In the novel Strong Motion, Jonathan Franzen uses earthquakes to describe love – the love that moves us, uproots us, that always carries with it the potential for destruction. As Franzen says in an interview, ‘the phenomenon of humanly induced seismicity’ is enticing literarily, and a novelist can make effective use of the elusiveness of earthquakes. Franzen had, in fact, worked in a seismology lab, so he understood that earthquakes are still relatively enigmatic phenomena – to this day, the ways in which earthquakes interact with other disturbances are shrouded in mystery, as are the exact causes of tremors. No one knows for certain what sets earthquakes off and why. Franzen, along with others, situates this mysterious cause inside the human heart. In the same interview, Franzen mentions the ‘bridges between the geologic scale and the human scale, between the large forces of nature and the small forces of the heart.’ While poor construction and ineffective management are socio-political instances of human responsibility for disasters, there are subtler, more incalculable ways in which human society is linked to seismic movement.
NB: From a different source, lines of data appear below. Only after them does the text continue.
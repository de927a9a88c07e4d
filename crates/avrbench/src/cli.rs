//! CLI definitions and argument types.

use std::path::PathBuf;

use avrbench::DEFAULT_FREQUENCY_HZ;
use avrbench_sim::PinId;
use avrbench_sim::simavr::DEFAULT_STEPS_PER_ADVANCE;
use clap::{Args, Parser, ValueEnum};

/// Exit code for success.
pub const EXIT_SUCCESS: i32 = 0;
/// Exit code for failure.
pub const EXIT_FAILURE: i32 = 1;

#[derive(Parser)]
#[command(name = "avrbench")]
#[command(about = "Run AVR firmware under simavr and record per-iteration cycle counts")]
#[command(version)]
pub struct Cli {
    /// Show metrics summary after execution
    #[arg(long)]
    pub metrics: bool,

    /// Enable verbose output (sets RUST_LOG=debug)
    #[arg(short, long)]
    pub verbose: bool,

    /// Suppress output (only show errors)
    #[arg(short, long, conflicts_with = "verbose")]
    pub silent: bool,

    /// MCU name, build mode and benchmark name; runs <MODE>-<BENCHMARK>.avr
    #[arg(value_name = "MCU MODE BENCHMARK", num_args = 0..)]
    pub positional: Vec<String>,

    /// Simulated clock in Hz
    #[arg(long, default_value_t = DEFAULT_FREQUENCY_HZ)]
    pub freq: u32,

    /// Pin pulled low at the start of every timed iteration
    #[arg(long, default_value = "B0")]
    pub begin_pin: PinId,

    /// Pin raised when the benchmark is done
    #[arg(long, default_value = "B1")]
    pub stop_pin: PinId,

    /// Directory holding the firmware images
    #[arg(long, default_value = ".")]
    pub firmware_dir: PathBuf,

    /// Directory the result file is written to
    #[arg(short, long, default_value = ".")]
    pub output_dir: PathBuf,

    /// Overwrite the result file instead of appending to it
    #[arg(long)]
    pub truncate: bool,

    /// Fail if no stop signal arrives by this cycle
    #[arg(long)]
    pub max_cycles: Option<u64>,

    /// What to print on stdout once the run finishes
    #[arg(long, value_enum, default_value = "text")]
    pub format: OutputFormat,

    #[command(flatten)]
    pub simavr: SimavrArgs,
}

/// How to reach libsimavr.
#[derive(Args, Clone, Debug)]
pub struct SimavrArgs {
    /// C compiler used to build the simavr shim (e.g., cc, clang, gcc-13)
    #[arg(long, default_value = "cc")]
    pub cc: String,

    /// Directory containing simavr/sim_avr.h (repeatable)
    #[arg(long = "simavr-include", value_name = "DIR")]
    pub include_dirs: Vec<PathBuf>,

    /// Directory containing libsimavr (repeatable)
    #[arg(long = "simavr-lib", value_name = "DIR")]
    pub lib_dirs: Vec<PathBuf>,

    /// Extra library to link the shim against, e.g. elf (repeatable)
    #[arg(long = "link-lib", value_name = "NAME")]
    pub extra_libs: Vec<String>,

    /// Instructions executed per engine advance
    #[arg(long, default_value_t = DEFAULT_STEPS_PER_ADVANCE)]
    pub steps: u32,

    /// Let simavr print its own trace output
    #[arg(long)]
    pub trace_engine: bool,
}

#[derive(Clone, Copy, Debug, Default, PartialEq, Eq, ValueEnum)]
pub enum OutputFormat {
    /// The result line (default)
    #[default]
    Text,
    /// Raw key-value output (for scripting)
    Raw,
    /// JSON output
    Json,
}

#[cfg(test)]
mod tests {
    use clap::CommandFactory;

    use super::*;

    #[test]
    fn test_cli_definition() {
        Cli::command().debug_assert();
    }

    #[test]
    fn test_defaults() {
        let cli = Cli::try_parse_from(["avrbench", "atmega328p", "opt", "sort"]).unwrap();
        assert_eq!(cli.positional, ["atmega328p", "opt", "sort"]);
        assert_eq!(cli.freq, 8_000_000);
        assert_eq!(cli.begin_pin, PinId::BEGIN);
        assert_eq!(cli.stop_pin, PinId::STOP);
        assert!(!cli.truncate);
        assert_eq!(cli.max_cycles, None);
        assert_eq!(cli.format, OutputFormat::Text);
        assert_eq!(cli.simavr.cc, "cc");
        assert_eq!(cli.simavr.steps, DEFAULT_STEPS_PER_ADVANCE);
    }

    #[test]
    fn test_options() {
        let cli = Cli::try_parse_from([
            "avrbench",
            "--begin-pin",
            "PD2",
            "--max-cycles",
            "1000000",
            "--simavr-lib",
            "/opt/simavr/lib",
            "--simavr-lib",
            "/usr/local/lib",
            "-o",
            "out",
            "atmega328p",
            "size",
            "fib",
        ])
        .unwrap();
        assert_eq!(cli.begin_pin.to_string(), "D2");
        assert_eq!(cli.max_cycles, Some(1_000_000));
        assert_eq!(cli.simavr.lib_dirs.len(), 2);
        assert_eq!(cli.output_dir, PathBuf::from("out"));
        assert_eq!(cli.positional, ["atmega328p", "size", "fib"]);
    }

    #[test]
    fn test_bad_pin_rejected() {
        assert!(Cli::try_parse_from(["avrbench", "--stop-pin", "Z9", "a", "b", "c"]).is_err());
    }

    #[test]
    fn test_verbose_and_silent_conflict() {
        assert!(Cli::try_parse_from(["avrbench", "-v", "-s", "a", "b", "c"]).is_err());
    }
}
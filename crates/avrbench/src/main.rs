//! avrbench CLI - cycle-count benchmarks for AVR firmware

mod cli;
mod commands;
mod terminal;

use clap::Parser;
use tracing_subscriber::EnvFilter;

use cli::Cli;

fn main() {
    let cli = Cli::parse();

    let metrics_handle = if cli.metrics {
        avrbench::metrics::CliRecorder::new().install()
    } else {
        None
    };
    avrbench::metrics::init();

    let default_level = if cli.verbose {
        "avrbench=debug"
    } else if cli.silent {
        "avrbench=error"
    } else {
        "avrbench=info"
    };
    tracing_subscriber::fmt()
        .with_env_filter(
            EnvFilter::from_default_env().add_directive(default_level.parse().unwrap()),
        )
        .with_target(false)
        .with_writer(std::io::stderr)
        .init();

    let exit_code = commands::run_command(&cli);

    if let Some(handle) = metrics_handle {
        handle.print_summary();
    }

    std::process::exit(exit_code);
}
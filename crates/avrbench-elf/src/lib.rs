//! ELF firmware reader for AVR benchmark images.
//!
//! Splits an avr-gcc executable into the flash and EEPROM contents a
//! simulator needs, and reports the programmed flash size.

mod constants;
mod file;
mod header;
mod image;

pub use constants::*;
pub use file::*;
pub use header::*;
pub use image::*;

use thiserror::Error;

/// ELF parsing errors.
#[derive(Error, Debug)]
pub enum ElfError {
    #[error("IO error: {0}")]
    Io(#[from] std::io::Error),
    #[error("ELF data too small")]
    TooSmall,
    #[error("Invalid ELF magic number")]
    InvalidMagic,
    #[error("Only little-endian ELF supported")]
    NotLittleEndian,
    #[error("Unsupported ELF class: {0} (AVR images are ELF32)")]
    UnsupportedClass(u8),
    #[error("Not an AVR executable: e_machine = {0}")]
    WrongMachine(u16),
    #[error("Section header out of bounds")]
    SectionOutOfBounds,
    #[error("Program header out of bounds")]
    ProgramOutOfBounds,
    #[error("Segment extends beyond file")]
    SegmentBeyondFile,
    #[error("Segment does not fit in {0}")]
    RegionOverflow(&'static str),
    #[error("No loadable flash segments found")]
    NoLoadableSegments,
    #[error("Too many loadable segments")]
    TooManySegments,
    #[error("Overlapping load address ranges")]
    OverlappingSegments,
}

pub type Result<T> = std::result::Result<T, ElfError>;
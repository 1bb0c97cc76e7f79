use tokio::sync::mpsc;

use crate::detect::DetectClient;
use crate::navigator::Screen;
use crate::session::{ChatSession, LogObserver, Message, Submission};
use crate::tui::AppEvent;
use crate::ui;

#[derive(Debug, Clone, Copy, PartialEq, Eq)]
pub enum Focus {
    ApiKey,
    Question,
}

/// Scroll state of the message log. Follows the newest message until the
/// user scrolls away from the bottom.
#[derive(Debug, Clone, Default)]
pub struct ChatViewport {
    pub scroll: u16,
    pub height: u16, // inner height of the chat area
    pub width: u16,  // inner width, for wrap calculations
    pub total_lines: u16,
    pub follow: bool,
}

impl ChatViewport {
    fn max_scroll(&self) -> u16 {
        self.total_lines.saturating_sub(self.height)
    }

    pub fn scroll_to_bottom(&mut self) {
        self.scroll = self.max_scroll();
        self.follow = true;
    }

    pub fn scroll_up(&mut self, lines: u16) {
        self.scroll = self.scroll.saturating_sub(lines);
        self.follow = self.scroll >= self.max_scroll();
    }

    pub fn scroll_down(&mut self, lines: u16) {
        self.scroll = self.scroll.saturating_add(lines).min(self.max_scroll());
        self.follow = self.scroll >= self.max_scroll();
    }

    /// Called on every draw with the current area and content size.
    pub fn update(&mut self, height: u16, width: u16, total_lines: u16) {
        self.height = height;
        self.width = width;
        self.total_lines = total_lines;
        if self.follow {
            self.scroll = self.max_scroll();
        } else {
            self.scroll = self.scroll.min(self.max_scroll());
        }
    }
}

impl LogObserver for ChatViewport {
    fn log_changed(&mut self, messages: &[Message]) {
        // Measured with the pending indicator so a fresh question is
        // followed by a visible "Detecting..." line. The next draw
        // re-measures against the real state.
        self.total_lines = ui::log_height(messages, true, self.width);
        self.scroll_to_bottom();
    }
}

pub struct App {
    pub should_quit: bool,
    pub screen: Screen,
    pub focus: Focus,

    pub session: ChatSession<ChatViewport>,
    pub api_key_cursor: usize,
    pub draft_cursor: usize,

    // Animation state
    pub animation_frame: u8, // 0-2 for ellipsis animation

    pub client: DetectClient,
    events: mpsc::UnboundedSender<AppEvent>,
}

impl App {
    pub fn new(screen: Screen, client: DetectClient, events: mpsc::UnboundedSender<AppEvent>) -> Self {
        Self {
            should_quit: false,
            screen,
            focus: Focus::ApiKey,
            session: ChatSession::new(ChatViewport { follow: true, ..Default::default() }),
            api_key_cursor: 0,
            draft_cursor: 0,
            animation_frame: 0,
            client,
            events,
        }
    }

    pub fn viewport(&self) -> &ChatViewport {
        self.session.observer()
    }

    pub fn viewport_mut(&mut self) -> &mut ChatViewport {
        self.session.observer_mut()
    }

    /// Tick animation frame (called by Tick event)
    pub fn tick_animation(&mut self) {
        if self.session.is_pending() {
            self.animation_frame = (self.animation_frame + 1) % 3;
        }
    }

    /// Send the current draft. Ignored while a request is outstanding.
    pub fn send(&mut self) {
        if self.session.is_pending() {
            return;
        }

        match self.session.submit() {
            Submission::MissingApiKey => {
                self.focus = Focus::ApiKey;
            }
            Submission::EmptyQuestion => {}
            Submission::Dispatched(request) => {
                self.draft_cursor = 0;
                self.animation_frame = 0;

                let client = self.client.clone();
                let events = self.events.clone();
                tokio::spawn(async move {
                    let result = client.detect(&request).await;
                    // The receiver is gone only when the app is shutting down
                    let _ = events.send(AppEvent::Detected(result));
                });
            }
        }
    }
}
Such metaphoric readings of earthquakes, while not necessarily scientific, do provide fecund soil for literary invention. One of the most famous stories set in the aftermath of an earthquake makes precisely this nebulous link between the human heart and catastrophe. Heinrich von Kleist’s short narrative, ‘Earthquake in Chile’ (1807), is set against the background of the earthquake that devastated Santiago on 13 May 1647 (though Kleist most likely had in mind the Lisbon earthquake that challenged the optimistic theodicy of the Enlightenment). The story follows the fate of the lovers Jeronimo and Josefa, who were condemned for fornication and sacrilege (Josefa refused to give up her lover even after she was forced into a convent, and henceforth became pregnant). Prior to the earthquake, Josefa was on the verge of being executed, and Jeronimo was prepared to hang himself in prison. But the earthquake toppled church and prison, thus freeing the lovers, who reunited in the forest outside the city, along with their infant son. The disaster destroyed both the just and the unjust, and was initially seen to be a social leveler. Survivors who met in the forest showed each other great kindness regardless of social rank; great acts of compassion were witnessed, and the air was filled with the ‘spirit of reconciliation’. In the idyllic woods, the survivors experienced human sociality at its purest, freed from the institutional obstacles that were leveled by the earthquake. After the seismic activity subsided, some of the survivors decided to return to the city and pray in the only church left standing. Jeronimo and Josefa joined the congregation, only to be recognized by someone in the crowd, who condemned the lovers for having caused the disaster with their sin. The furious mob descended on Jeronimo and Josefa, and clubbed them to death; their son was, fortunately, saved by a companion.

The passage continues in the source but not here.